What you should do: Wherever the word "payload" appears in a line of the records, copy that line.

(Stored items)

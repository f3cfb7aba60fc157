use std::sync::Arc;

use async_trait::async_trait;

use super::presentation_registry::PresentationRegistry;
use super::request_builder;
use super::slides_error::SlidesError;
use super::slides_models::{PresentationHandle, ThemeTemplate};
use super::slides_service::SlidesApi;

/// Source of presentations that can be used as themes (Drive in production).
#[async_trait]
pub trait ThemeCatalog: Send + Sync {
    /// Presentations whose name mentions "theme" or "template", newest first.
    async fn list_themes(&self) -> Result<Vec<ThemeTemplate>, SlidesError>;

    /// First presentation whose name contains `name`, newest first.
    async fn find_by_name(&self, name: &str) -> Result<Option<ThemeTemplate>, SlidesError>;
}

#[async_trait]
impl<T: ThemeCatalog + ?Sized> ThemeCatalog for Arc<T> {
    async fn list_themes(&self) -> Result<Vec<ThemeTemplate>, SlidesError> {
        (**self).list_themes().await
    }

    async fn find_by_name(&self, name: &str) -> Result<Option<ThemeTemplate>, SlidesError> {
        (**self).find_by_name(name).await
    }
}

/// Outcome of a theme copy.
#[derive(Debug, Clone)]
pub struct ThemeApplied {
    pub source_id: String,
    pub source_name: Option<String>,
    pub masters_updated: usize,
}

/// Copies master-page styling between presentations.
pub struct ThemeService<A: SlidesApi, C: ThemeCatalog> {
    api: A,
    catalog: C,
    registry: Arc<PresentationRegistry>,
}

impl<A, C> ThemeService<A, C>
where
    A: SlidesApi,
    C: ThemeCatalog,
{
    pub fn new(api: A, catalog: C, registry: Arc<PresentationRegistry>) -> Self {
        Self {
            api,
            catalog,
            registry,
        }
    }

    pub async fn list_available_themes(&self) -> Result<Vec<ThemeTemplate>, SlidesError> {
        self.catalog.list_themes().await
    }

    /// Copies the source's first master background and colour scheme onto
    /// every master of the target.
    pub async fn apply_theme_from_presentation(
        &self,
        presentation: &str,
        source_presentation: &str,
    ) -> Result<ThemeApplied, SlidesError> {
        let target = self.registry.resolve(presentation)?;
        let source = self.registry.resolve(source_presentation)?;
        self.copy_theme(&target, &source, None).await
    }

    pub async fn apply_theme_by_name(
        &self,
        presentation: &str,
        theme_name: &str,
    ) -> Result<ThemeApplied, SlidesError> {
        let target = self.registry.resolve(presentation)?;
        let theme = self
            .catalog
            .find_by_name(theme_name.trim())
            .await?
            .ok_or_else(|| SlidesError::invalid(format!("no theme named '{}' found", theme_name)))?;

        tracing::debug!(theme_id = %theme.id, theme_name = %theme.name, "Resolved theme by name");
        self.copy_theme(&target, &PresentationHandle::new(theme.id), Some(theme.name))
            .await
    }

    async fn copy_theme(
        &self,
        target: &PresentationHandle,
        source: &PresentationHandle,
        source_name: Option<String>,
    ) -> Result<ThemeApplied, SlidesError> {
        let source_details = self.api.get_presentation(source).await?;
        let source_master = source_details.masters.first().ok_or_else(|| {
            SlidesError::invalid(format!("presentation {} has no master pages", source))
        })?;
        let target_details = self.api.get_presentation(target).await?;

        let batch = request_builder::build_theme_copy(source_master, &target_details.masters)?;
        self.api.batch_update(target, &batch).await?;

        tracing::info!(
            presentation_id = %target,
            source_id = %source,
            masters = target_details.masters.len(),
            "Theme applied"
        );
        Ok(ThemeApplied {
            source_id: source.to_string(),
            source_name,
            masters_updated: target_details.masters.len(),
        })
    }
}
#[async_trait]
impl<T: SlidesApi + ?Sized> SlidesApi for Arc<T> {
    async fn create_presentation(&self, title: &str) -> Result<PresentationDetails, SlidesError> {
        (**self).create_presentation(title).await
    }

    async fn get_presentation(
        &self,
        presentation: &PresentationHandle,
    ) -> Result<PresentationDetails, SlidesError> {
        (**self).get_presentation(presentation).await
    }

    async fn get_page(
        &self,
        presentation: &PresentationHandle,
        page_id: &str,
    ) -> Result<Option<SlideSnapshot>, SlidesError> {
        (**self).get_page(presentation, page_id).await
    }

    async fn batch_update(
        &self,
        presentation: &PresentationHandle,
        batch: &BatchRequest,
    ) -> Result<(), SlidesError> {
        (**self).batch_update(presentation, batch).await
    }
}

/// Pushes a binary asset somewhere publicly readable.
///
/// One call is one upload: identical bytes uploaded twice give two distinct
/// references. Failures surface as `UploadFailure` and are not retried.
#[async_trait]
pub trait AssetUploader: Send + Sync {
    async fn upload(
        &self,
        file_name: &str,
        content_type: &str,
        bytes: &[u8],
    ) -> Result<AssetReference, SlidesError>;
}

#[async_trait]
impl<T: AssetUploader + ?Sized> AssetUploader for Arc<T> {
    async fn upload(
        &self,
        file_name: &str,
        content_type: &str,
        bytes: &[u8],
    ) -> Result<AssetReference, SlidesError> {
        (**self).upload(file_name, content_type, bytes).await
    }
}

/// Where an image comes from: a URL the Slides API can fetch itself, or
/// inline bytes that must be uploaded first.
#[derive(Debug, Clone, PartialEq)]
pub enum ImageSource {
    Url(String),
    Inline { content_type: String, bytes: Vec<u8> },
}
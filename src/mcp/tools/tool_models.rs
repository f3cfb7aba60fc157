use std::collections::BTreeMap;

use serde::{Deserialize, Serialize};

use crate::core::charts::ChartImageArtifact;
use crate::core::slides::SlidesError;

/// Tool as advertised by `tools/list`.
#[derive(Debug, Clone, Serialize)]
#[serde(rename_all = "camelCase")]
pub struct ToolDefinition {
    pub name: String,
    pub description: String,
    pub input_schema: ToolParameters,
}

#[derive(Debug, Clone, Serialize)]
pub struct ToolParameters {
    #[serde(rename = "type")]
    pub param_type: String,
    pub properties: BTreeMap<String, PropertyDef>,
    pub required: Vec<String>,
}

/// JSON-schema fragment for one argument.
#[derive(Debug, Clone, Serialize)]
pub struct PropertyDef {
    #[serde(rename = "type")]
    pub prop_type: String,
    #[serde(skip_serializing_if = "Option::is_none")]
    pub description: Option<String>,
    #[serde(rename = "enum", skip_serializing_if = "Option::is_none")]
    pub enum_values: Option<Vec<String>>,
    #[serde(skip_serializing_if = "Option::is_none")]
    pub items: Option<Box<PropertyDef>>,
}

impl PropertyDef {
    pub fn new(prop_type: &str, description: &str) -> Self {
        Self {
            prop_type: prop_type.to_string(),
            description: Some(description.to_string()),
            enum_values: None,
            items: None,
        }
    }

    pub fn with_enum(mut self, values: &[&str]) -> Self {
        self.enum_values = Some(values.iter().map(|v| v.to_string()).collect());
        self
    }

    pub fn with_items(mut self, items: PropertyDef) -> Self {
        self.items = Some(Box::new(items));
        self
    }
}

/// Small builder so catalog entries read top to bottom.
pub struct ToolBuilder {
    definition: ToolDefinition,
}

impl ToolBuilder {
    pub fn new(name: &str, description: &str) -> Self {
        Self {
            definition: ToolDefinition {
                name: name.to_string(),
                description: description.to_string(),
                input_schema: ToolParameters {
                    param_type: "object".to_string(),
                    properties: BTreeMap::new(),
                    required: Vec::new(),
                },
            },
        }
    }

    pub fn required(mut self, name: &str, property: PropertyDef) -> Self {
        self.definition.input_schema.required.push(name.to_string());
        self.optional(name, property)
    }

    pub fn optional(mut self, name: &str, property: PropertyDef) -> Self {
        self.definition
            .input_schema
            .properties
            .insert(name.to_string(), property);
        self
    }

    pub fn build(self) -> ToolDefinition {
        self.definition
    }
}

/// One item of a `tools/call` result.
#[derive(Debug, Clone, PartialEq, Serialize, Deserialize)]
#[serde(tag = "type", rename_all = "lowercase")]
pub enum ToolContent {
    Text {
        text: String,
    },
    Image {
        data: String,
        #[serde(rename = "mimeType")]
        mime_type: String,
    },
}

/// Successful handler output: a JSON payload and optionally an image.
#[derive(Debug, Clone)]
pub struct ToolOutput {
    pub value: serde_json::Value,
    pub image: Option<ToolContent>,
}

impl ToolOutput {
    pub fn json(value: serde_json::Value) -> Self {
        Self { value, image: None }
    }

    pub fn with_image(mut self, artifact: &ChartImageArtifact) -> Self {
        self.image = Some(ToolContent::Image {
            data: artifact.base64(),
            mime_type: artifact.content_type.to_string(),
        });
        self
    }
}

/// `tools/call` result body.
#[derive(Debug, Clone, Serialize)]
#[serde(rename_all = "camelCase")]
pub struct CallToolResult {
    pub content: Vec<ToolContent>,
    pub is_error: bool,
}

impl CallToolResult {
    pub fn success(output: ToolOutput) -> Self {
        let mut content = vec![ToolContent::Text {
            text: output.value.to_string(),
        }];
        content.extend(output.image);
        Self {
            content,
            is_error: false,
        }
    }

    /// Uniform error payload: `{"error": {"kind": ..., "message": ...}}`.
    pub fn failure(err: &SlidesError) -> Self {
        let payload = serde_json::json!({
            "error": {
                "kind": err.kind(),
                "message": err.to_string(),
            }
        });
        Self {
            content: vec![ToolContent::Text {
                text: payload.to_string(),
            }],
            is_error: true,
        }
    }
}
use dashmap::DashMap;

use super::slides_error::SlidesError;
use super::slides_models::PresentationHandle;

/// Process-local lookup of presentations created in this session, keyed by
/// the title they were created with. Nothing is persisted; after a restart
/// callers have to pass IDs or URLs again.
#[derive(Debug, Default)]
pub struct PresentationRegistry {
    by_name: DashMap<String, PresentationHandle>,
}

impl PresentationRegistry {
    pub fn new() -> Self {
        Self::default()
    }

    /// Remembers `name → handle`. A later presentation with the same title
    /// replaces the earlier entry.
    pub fn register(&self, name: &str, handle: PresentationHandle) {
        if let Some(previous) = self.by_name.insert(name.to_string(), handle.clone()) {
            if previous != handle {
                tracing::debug!(name, previous = %previous, current = %handle, "Presentation name re-registered");
            }
        }
    }

    pub fn lookup(&self, name: &str) -> Option<PresentationHandle> {
        self.by_name.get(name).map(|entry| entry.value().clone())
    }

    /// Resolves a tool argument that may be a registered name, a Slides URL
    /// or a bare presentation ID. Names win over IDs.
    pub fn resolve(&self, name_url_or_id: &str) -> Result<PresentationHandle, SlidesError> {
        let trimmed = name_url_or_id.trim();
        if let Some(handle) = self.lookup(trimmed) {
            return Ok(handle);
        }
        PresentationHandle::parse(trimmed).ok_or_else(|| {
            SlidesError::invalid(format!(
                "'{}' is neither a known presentation name nor a presentation ID or URL",
                name_url_or_id
            ))
        })
    }
}

#[cfg(test)]
mod tests {
    use super::*;

    #[test]
    fn test_names_take_precedence() {
        let registry = PresentationRegistry::new();
        registry.register("Quarterly", PresentationHandle::new("abc123"));

        assert_eq!(registry.resolve("Quarterly").unwrap().as_str(), "abc123");
        assert_eq!(registry.resolve("xyz789").unwrap().as_str(), "xyz789");
        assert_eq!(
            registry
                .resolve("https://docs.google.com/presentation/d/p42/edit")
                .unwrap()
                .as_str(),
            "p42"
        );
    }

    #[test]
    fn test_unknown_name_with_spaces_is_invalid() {
        let registry = PresentationRegistry::new();
        assert!(matches!(
            registry.resolve("My Deck"),
            Err(SlidesError::InvalidSpec(_))
        ));
    }

    #[test]
    fn test_reregister_replaces() {
        let registry = PresentationRegistry::new();
        registry.register("Deck", PresentationHandle::new("one"));
        registry.register("Deck", PresentationHandle::new("two"));
        assert_eq!(registry.lookup("Deck").unwrap().as_str(), "two");
        assert_eq!(registry.resolve("Deck").unwrap().as_str(), "two");
    }
}
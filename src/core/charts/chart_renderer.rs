// Chart Renderer
//
// Rasterizes a `ChartSpec` onto an RGBA canvas and encodes it as PNG.
// Output depends only on the ChartSpec, so the same chart always yields the same
// bytes. Titles and axis labels are not drawn into the image; they travel
// with the slide as text (see `ChartSpec::default_caption`).

use image::{ImageEncoder, Rgba, RgbaImage};

use super::chart_models::{ChartImageArtifact, ChartSpec, ChartStyle, ChartType, PointKey};
use crate::core::slides::SlidesError;

const BACKGROUND: Rgba<u8> = Rgba([255, 255, 255, 255]);
const PLOT_BACKGROUND: Rgba<u8> = Rgba([229, 236, 246, 255]);
const GRID: Rgba<u8> = Rgba([255, 255, 255, 255]);
const AXIS: Rgba<u8> = Rgba([68, 68, 68, 255]);

/// Sequential ramp for heatmaps, low to high (Viridis stops).
const HEAT_RAMP: [[u8; 3]; 5] = [
    [0x44, 0x01, 0x54],
    [0x3B, 0x52, 0x8B],
    [0x21, 0x91, 0x8C],
    [0x5E, 0xC9, 0x62],
    [0xFD, 0xE7, 0x25],
];

/// Qualitative palette (first colour doubles as the default series colour).
const PALETTE: [[u8; 3]; 10] = [
    [0x63, 0x6E, 0xFA],
    [0xEF, 0x55, 0x3B],
    [0x00, 0xCC, 0x96],
    [0xAB, 0x63, 0xFA],
    [0xFF, 0xA1, 0x5A],
    [0x19, 0xD3, 0xF3],
    [0xFF, 0x66, 0x92],
    [0xB6, 0xE8, 0x80],
    [0xFF, 0x97, 0xFF],
    [0xFE, 0xCB, 0x52],
];

const MARGIN_LEFT: u32 = 70;
const MARGIN_RIGHT: u32 = 30;
const MARGIN_TOP: u32 = 40;
const MARGIN_BOTTOM: u32 = 60;
const GRID_LINES: u32 = 5;

/// Plot rectangle inside the canvas margins.
#[derive(Debug, Clone, Copy)]
struct PlotArea {
    left: f64,
    top: f64,
    width: f64,
    height: f64,
}
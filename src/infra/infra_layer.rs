// The infra module contains implementations of core traits.
// Each external service gets its own submodule.

#[path = "google/mod.rs"]
pub mod google;
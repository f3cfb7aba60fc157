// Wire structures for the parts of the Slides v1 and Drive v3 responses we
// read, plus their mapping into core models. Fields we never look at are
// simply not declared.

use chrono::{DateTime, Utc};
use serde::Deserialize;

use crate::core::slides::{
    MasterTheme, PageElementSummary, PlaceholderKind, PlaceholderRef, PresentationDetails,
    SlideSnapshot, ThemeTemplate,
};

// =============================================================================
// SLIDES
// =============================================================================

#[derive(Debug, Deserialize)]
#[serde(rename_all = "camelCase")]
pub struct ApiPresentation {
    pub presentation_id: String,
    #[serde(default)]
    pub title: Option<String>,
    #[serde(default)]
    pub slides: Vec<ApiPage>,
    #[serde(default)]
    pub masters: Vec<ApiPage>,
}

#[derive(Debug, Deserialize)]
#[serde(rename_all = "camelCase")]
pub struct ApiPage {
    pub object_id: String,
    #[serde(default)]
    pub page_elements: Vec<ApiPageElement>,
    #[serde(default)]
    pub page_properties: Option<ApiPageProperties>,
}

#[derive(Debug, Deserialize)]
#[serde(rename_all = "camelCase")]
pub struct ApiPageProperties {
    #[serde(default)]
    pub page_background_fill: Option<serde_json::Value>,
    #[serde(default)]
    pub color_scheme: Option<serde_json::Value>,
}

#[derive(Debug, Deserialize)]
#[serde(rename_all = "camelCase")]
pub struct ApiPageElement {
    pub object_id: String,
    #[serde(default)]
    pub shape: Option<ApiShape>,
}

#[derive(Debug, Deserialize)]
pub struct ApiShape {
    #[serde(default)]
    pub placeholder: Option<ApiPlaceholder>,
    #[serde(default)]
    pub text: Option<ApiTextContent>,
}

#[derive(Debug, Deserialize)]
pub struct ApiPlaceholder {
    #[serde(rename = "type")]
    pub kind: String,
    #[serde(default)]
    pub index: Option<u32>,
}

#[derive(Debug, Deserialize)]
#[serde(rename_all = "camelCase")]
pub struct ApiTextContent {
    #[serde(default)]
    pub text_elements: Vec<ApiTextElement>,
}

#[derive(Debug, Deserialize)]
#[serde(rename_all = "camelCase")]
pub struct ApiTextElement {
    #[serde(default)]
    pub text_run: Option<ApiTextRun>,
}

#[derive(Debug, Deserialize)]
pub struct ApiTextRun {
    #[serde(default)]
    pub content: Option<String>,
}

impl ApiPage {
    pub fn into_snapshot(self) -> SlideSnapshot {
        SlideSnapshot {
            slide_id: self.object_id,
            elements: self
                .page_elements
                .into_iter()
                .map(ApiPageElement::into_summary)
                .collect(),
        }
    }

    pub fn into_master(self) -> MasterTheme {
        let (background_fill, color_scheme) = match self.page_properties {
            Some(props) => (props.page_background_fill, props.color_scheme),
            None => (None, None),
        };
        MasterTheme {
            object_id: self.object_id,
            background_fill,
            color_scheme,
        }
    }
}

impl ApiPageElement {
    fn into_summary(self) -> PageElementSummary {
        let (placeholder, text) = match self.shape {
            Some(shape) => {
                let placeholder = shape.placeholder.map(|p| PlaceholderRef {
                    kind: PlaceholderKind::from(p.kind.as_str()),
                    index: p.index.unwrap_or(0),
                });
                let text = shape
                    .text
                    .map(|t| {
                        t.text_elements
                            .into_iter()
                            .filter_map(|e| e.text_run.and_then(|r| r.content))
                            .collect::<String>()
                    })
                    .unwrap_or_default();
                (placeholder, text)
            }
            None => (None, String::new()),
        };
        PageElementSummary {
            object_id: self.object_id,
            placeholder,
            text,
        }
    }
}

impl From<ApiPresentation> for PresentationDetails {
    fn from(api: ApiPresentation) -> Self {
        PresentationDetails {
            presentation_id: api.presentation_id,
            title: api.title.unwrap_or_default(),
            slides: api.slides.into_iter().map(ApiPage::into_snapshot).collect(),
            masters: api.masters.into_iter().map(ApiPage::into_master).collect(),
        }
    }
}

/// Error envelope shared by Google APIs: `{"error": {"code", "message", "status"}}`.
#[derive(Debug, Deserialize)]
pub struct ApiErrorEnvelope {
    pub error: ApiErrorBody,
}

#[derive(Debug, Deserialize)]
pub struct ApiErrorBody {
    #[serde(default)]
    pub message: String,
}

/// Best human-readable message from an error response body.
pub fn error_message(body: &str) -> String {
    serde_json::from_str::<ApiErrorEnvelope>(body)
        .ok()
        .map(|e| e.error.message)
        .filter(|m| !m.is_empty())
        .unwrap_or_else(|| body.chars().take(500).collect())
}

// =============================================================================
// DRIVE
// =============================================================================

#[derive(Debug, Deserialize)]
pub struct DriveFile {
    pub id: String,
}

#[derive(Debug, Deserialize)]
pub struct DriveFileList {
    #[serde(default)]
    pub files: Vec<DriveListedFile>,
}

#[derive(Debug, Deserialize)]
#[serde(rename_all = "camelCase")]
pub struct DriveListedFile {
    pub id: String,
    pub name: String,
    #[serde(default)]
    pub modified_time: Option<String>,
}

impl From<DriveListedFile> for ThemeTemplate {
    fn from(file: DriveListedFile) -> Self {
        ThemeTemplate {
            id: file.id,
            name: file.name,
            modified: file
                .modified_time
                .as_deref()
                .and_then(|v| DateTime::parse_from_rfc3339(v).ok())
                .map(|dt| dt.with_timezone(&Utc)),
        }
    }
}

#[cfg(test)]
mod tests {
    use super::*;
    use serde_json::json;

    #[test]
    fn test_presentation_maps_placeholders_and_text() {
        let api: ApiPresentation = serde_json::from_value(json!({
            "presentationId": "p1",
            "title": "Deck",
            "slides": [{
                "objectId": "s1",
                "pageElements": [
                    {
                        "objectId": "e1",
                        "shape": {
                            "placeholder": { "type": "CENTERED_TITLE" },
                            "text": { "textElements": [
                                { "paragraphMarker": {} },
                                { "textRun": { "content": "Q1 " } },
                                { "textRun": { "content": "Report\n" } }
                            ]}
                        }
                    },
                    { "objectId": "img", "image": {} }
                ]
            }],
            "masters": [{
                "objectId": "m1",
                "pageProperties": { "pageBackgroundFill": { "solidFill": {} } }
            }]
        }))
        .unwrap();

        let details = PresentationDetails::from(api);
        let slide = &details.slides[0];
        let title = slide.element("e1").unwrap();
        assert_eq!(title.text, "Q1 Report\n");
        assert_eq!(
            title.placeholder,
            Some(PlaceholderRef {
                kind: PlaceholderKind::CenteredTitle,
                index: 0
            })
        );
        assert!(slide.element("img").unwrap().placeholder.is_none());
        assert!(details.masters[0].background_fill.is_some());
        assert!(details.masters[0].color_scheme.is_none());
    }

    #[test]
    fn test_error_message_extraction() {
        let body = r#"{"error": {"code": 400, "message": "Invalid requests[0].insertText", "status": "INVALID_ARGUMENT"}}"#;
        assert_eq!(error_message(body), "Invalid requests[0].insertText");
        assert_eq!(error_message("plain failure"), "plain failure");
    }

    #[test]
    fn test_drive_file_to_theme() {
        let theme = ThemeTemplate::from(DriveListedFile {
            id: "t1".to_string(),
            name: "Blue Theme".to_string(),
            modified_time: Some("2024-03-01T12:00:00.000Z".to_string()),
        });
        assert_eq!(theme.modified.unwrap().to_rfc3339(), "2024-03-01T12:00:00+00:00");
    }
}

Solution for this problem:
/// Successful handler output: a JSON payload and optionally an image.
    /// Uniform error payload: `{"error": {"kind": ..., "message": ...}}`.
        let payload = serde_json::json!({
                text: payload.to_string(),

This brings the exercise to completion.